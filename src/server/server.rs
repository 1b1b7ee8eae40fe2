// src/server/server.rs
use super::aggregate::collect_completion;
use super::emitter::{chunk_stream, ChunkEmitter};
use super::logger::ChatCompletionLogger;
use super::parser::StreamToolParser;
use super::streaming::{ChatResponse, Streamer};
use super::{
    ChatCompletionRequest, ChatResponder, ModelCard, ModelList, ServerData, StreamError,
};
use axum::{
    extract::{Json, State},
    response::{sse::KeepAlive, Sse},
    routing::{get, post},
    Router,
};
use futures::StreamExt;
use std::env;
use std::sync::Arc;
use std::time::Duration;
use tokio::sync::watch;
use uuid::Uuid;

pub fn keep_alive_interval() -> Duration {
    Duration::from_millis(
        env::var("KEEP_ALIVE_INTERVAL")
            .map(|val| val.parse::<u64>().unwrap_or(100))
            .unwrap_or(100),
    )
}

pub fn new_request_id() -> String {
    format!("chatcmpl-{}", &Uuid::new_v4().simple().to_string()[..16])
}

pub async fn chat_completion(
    State(data): State<Arc<ServerData>>,
    Json(request): Json<ChatCompletionRequest>,
) -> ChatResponder {
    if request.messages.is_empty() {
        return ChatResponder::ValidationError("`messages` must not be empty".to_string());
    }

    let request_id = new_request_id();
    let logger = ChatCompletionLogger::new(&request_id);
    if let Some(logger) = &logger {
        logger.log_request(&request);
    }
    crate::log_info!(
        "[{}] New {} request with {} message(s), {} tool(s)",
        request_id,
        if request.stream { "stream" } else { "completion" },
        request.messages.len(),
        request.tools.as_ref().map_or(0, |t| t.len())
    );

    let parser = StreamToolParser::new(data.parser_config.clone()).with_logger(logger.clone());
    let tokens = data.backend.inference(&request, &request_id);

    if request.stream {
        let (response_tx, client_rx) = flume::unbounded();
        let (disconnect_tx, mut disconnect_rx) = watch::channel(false);
        let emitter = ChunkEmitter::new(
            request_id.clone(),
            data.model_name.clone(),
            data.stream_options,
        );
        let mut chunks = chunk_stream(tokens, parser, emitter, logger.clone());

        tokio::spawn(async move {
            loop {
                tokio::select! {
                    _ = disconnect_rx.changed() => {
                        crate::log_warn!("[{}] {}", request_id, StreamError::Cancelled);
                        if let Some(logger) = &logger {
                            logger.log_error(&StreamError::Cancelled.to_string());
                        }
                        // Dropping `chunks` cancels the backend stream.
                        return;
                    }
                    next = chunks.next() => match next {
                        Some(Ok(chunk)) => {
                            if response_tx.send(ChatResponse::Chunk(chunk)).is_err() {
                                crate::log_warn!("[{}] {}", request_id, StreamError::Cancelled);
                                return;
                            }
                        }
                        Some(Err(e)) => {
                            let _ = response_tx.send(ChatResponse::InternalError(e.to_string()));
                            break;
                        }
                        None => break,
                    }
                }
            }
            let _ = response_tx.send(ChatResponse::Done);
        });

        ChatResponder::Streamer(
            Sse::new(Streamer::new(client_rx, Some(disconnect_tx))).keep_alive(
                KeepAlive::new()
                    .interval(keep_alive_interval())
                    .text("keep-alive-text"),
            ),
        )
    } else {
        match collect_completion(tokens, parser, &request_id, &data.model_name, logger).await {
            Ok(response) => ChatResponder::Completion(response),
            Err(e) => {
                crate::log_error!("[{}] Completion failed: {}", request_id, e);
                ChatResponder::InternalError(format!("Internal server error: {}", e))
            }
        }
    }
}

pub async fn list_models(State(data): State<Arc<ServerData>>) -> ChatResponder {
    ChatResponder::Models(ModelList {
        object: "list",
        data: vec![ModelCard {
            id: data.model_name.clone(),
            name: data.model_name.clone(),
        }],
    })
}

pub fn router(data: Arc<ServerData>) -> Router {
    let cors = tower_http::cors::CorsLayer::new()
        .allow_origin(tower_http::cors::Any)
        .allow_methods(tower_http::cors::Any)
        .allow_headers(tower_http::cors::Any);

    Router::new()
        .route("/v1/models", get(list_models))
        .route("/v1/chat/completions", post(chat_completion))
        .layer(cors)
        .with_state(data)
}

#[cfg(test)]
mod tests {
    use super::*;
    use crate::core::backend::ReplayBackend;
    use crate::core::{RawUsage, Token};
    use crate::server::ChatMessage;
    use crate::utils::config::{ParserConfig, StreamOptions};

    fn server_data(tokens: Vec<Token>) -> Arc<ServerData> {
        Arc::new(ServerData {
            backend: Arc::new(ReplayBackend::new(
                tokens,
                RawUsage {
                    prefill_count: 2,
                    decode_count: 2,
                    ..Default::default()
                },
            )),
            model_name: "replay".to_string(),
            parser_config: ParserConfig::default(),
            stream_options: StreamOptions::default(),
            api_key: Some("sk-test".to_string()),
        })
    }

    fn request(stream: bool, messages: Vec<ChatMessage>) -> ChatCompletionRequest {
        ChatCompletionRequest {
            messages,
            model: "replay".to_string(),
            stream,
            temperature: None,
            top_p: None,
            frequency_penalty: None,
            presence_penalty: None,
            tools: None,
            tool_choice: None,
            stream_options: None,
        }
    }

    fn user(content: &str) -> ChatMessage {
        ChatMessage {
            role: "user".to_string(),
            content: Some(content.to_string()),
            name: None,
            tool_calls: None,
            tool_call_id: None,
        }
    }

    #[tokio::test]
    async fn completion_request_aggregates() {
        let data = server_data(vec![Token::text("Hi"), Token::text(" there")]);
        let responder =
            chat_completion(State(data), Json(request(false, vec![user("hello")]))).await;
        match responder {
            ChatResponder::Completion(response) => {
                assert_eq!(response.model, "replay");
                assert_eq!(
                    response.choices[0].message.content.as_deref(),
                    Some("Hi there")
                );
                assert_eq!(response.usage.total_tokens, 4);
            }
            _ => panic!("expected a completion"),
        }
    }

    #[tokio::test]
    async fn configured_api_key_is_not_enforced_here() {
        let data = server_data(vec![Token::text("ok")]);
        assert_eq!(data.api_key.as_deref(), Some("sk-test"));
        let responder =
            chat_completion(State(data), Json(request(false, vec![user("hello")]))).await;
        assert!(matches!(responder, ChatResponder::Completion(_)));
    }

    #[tokio::test]
    async fn empty_messages_rejected() {
        let data = server_data(vec![]);
        let responder = chat_completion(State(data), Json(request(false, vec![]))).await;
        assert!(matches!(responder, ChatResponder::ValidationError(_)));
    }

    #[tokio::test]
    async fn models_lists_configured_name() {
        match list_models(State(server_data(vec![]))).await {
            ChatResponder::Models(list) => assert_eq!(list.data[0].id, "replay"),
            _ => panic!("expected a model list"),
        }
    }

    #[test]
    fn request_ids_are_prefixed() {
        let id = new_request_id();
        assert!(id.starts_with("chatcmpl-"));
        assert_eq!(id.len(), "chatcmpl-".len() + 16);
    }
}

▶ [ASSIGNED TASK] Select all lines in the listing that include the word "post".

▶ [THE COMPLETED TASK]
    routing::{get, post},
        .route("/v1/chat/completions", post(chat_completion))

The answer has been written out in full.